De pronto comprendí la realidad de mi tremendo predicamento: conocían mi paradero, mi estilo de vida, mis necesidades y preferencias. Las grandes corporaciones internacionales sabían todo con respecto a mí, y se pasaban unas a otras la información, concertando una campaña conjunta para despojarme hasta de mi último céntimo. ¡Estaba fichado en los archivos de la policía secreta del anarco-capitalismo postmoderno!

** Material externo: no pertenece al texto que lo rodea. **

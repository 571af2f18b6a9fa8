use serde::{Deserialize, Serialize};
use serde_json::Value;

use crate::services::fallback;
use crate::services::model_client::ModelClient;

/// The analyzer only ever sends this much of a document upstream.
pub(crate) const SNIPPET_CAP: usize = 4000;

#[derive(Debug, Clone, Serialize, Deserialize, PartialEq)]
pub(crate) struct TextAnalysis {
    pub(crate) summary: String,
    pub(crate) vocabulary: String,
    pub(crate) grammar: String,
    pub(crate) action_points: String,
    #[serde(default, skip_serializing_if = "Option::is_none")]
    pub(crate) difficulty: Option<String>,
}

pub(crate) fn snippet_of(text: &str) -> String {
    text.chars().take(SNIPPET_CAP).collect()
}

/// AI document feedback with the heuristic analyzer as the substitute. The
/// bool is true when the fallback produced the result.
pub(crate) async fn analyze_text(
    model: &ModelClient,
    text: &str,
    custom_prompt: Option<&str>,
) -> (TextAnalysis, bool) {
    let snippet = snippet_of(text);

    let instructions = "Provide a JSON object with keys summary, vocabulary, grammar, \
        action_points. Each value should be short strings or bullet-like sentences.";
    let user_content = format!(
        "Student material:\n{snippet}\n\nFocus: {}",
        custom_prompt.unwrap_or("Highlight strengths and improvements.")
    );

    match model.complete_json(instructions, &user_content, 0.4).await {
        Ok(value) => (analysis_from_value(&value), false),
        Err(err) => {
            tracing::warn!(error = %err, "AI analyzer unavailable, using local analysis");
            (fallback::local_text_analysis(&snippet, custom_prompt), true)
        }
    }
}

fn analysis_from_value(value: &Value) -> TextAnalysis {
    let field = |key: &str, default: &str| {
        value.get(key).and_then(Value::as_str).unwrap_or(default).to_string()
    };

    TextAnalysis {
        summary: field("summary", "No summary produced."),
        vocabulary: field("vocabulary", ""),
        grammar: field("grammar", ""),
        action_points: field("action_points", ""),
        difficulty: None,
    }
}

#[cfg(test)]
mod tests {
    use super::*;
    use serde_json::json;

    #[test]
    fn analysis_defaults_missing_fields() {
        let value = json!({"summary": "Good work"});
        let analysis = analysis_from_value(&value);
        assert_eq!(analysis.summary, "Good work");
        assert_eq!(analysis.vocabulary, "");
        assert!(analysis.difficulty.is_none());
    }

    #[test]
    fn snippet_is_capped() {
        let text = "a".repeat(SNIPPET_CAP + 100);
        assert_eq!(snippet_of(&text).chars().count(), SNIPPET_CAP);
    }
}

Aquella misma noche tuve la pesadilla que a continuación describo a mis lectores, en la esperanza de que alguno de ellos me ayude quizás a descifrar su significado. Estaba yo de pie en medio de una vasta asamblea, algo así como uno de esos actos de fe celebrados por el Sagrado Oficio de la Santa Inquisición en la España del siglo XVII. Ante mí ardía un brasero descomunal, y una legión de dignatarios vigilaban, graves y cejijuntos, hasta el menor de mis movimientos. Cosa curiosa: en lugar de los fastuosos atuendos ostentados por los inquisidores de la antigüedad, estos jueces tronantes vestían con la aséptica y fría formalidad de los directivos de alto rango en las grandes corporaciones transnacionales. De pronto, el más prominente de ellos se acercó a mí, y extrajo de una valija ejecutiva un documento en el cual procedió a leer, con voz apocalíptica, las siguientes acusaciones: “¿Te arrepientes, infeliz hereje, de haberte negado a pagar tu diezmo a las corporaciones que devotamente velan por tu bienestar? ¿Abjuras, oh infame apóstata, de haber profesado en forma clandestina las artes de la música y la literatura, oficios no directamente vinculados a la generación masiva de capital, y merecedores por consiguiente del anatema de nuestra sacra institución?” Y como yo, trémulo y desconcertado, vacilara en mi respuesta, dos verdugos del Santo Oficio comenzaron a conducirme hacia la hoguera, entre los ecos del miserere y las fórmulas de absolución del Gran Inquisidor: “Dominus noster Iesus Christus, qui habet plenariam potestatem vos absolvat…” las llamaradas de aquel brasero premonitorio del fuego eterno comenzaban a abrasar mi carne cuando desperté en sobresalto, ensopado en sudor, transido de terror y angustia.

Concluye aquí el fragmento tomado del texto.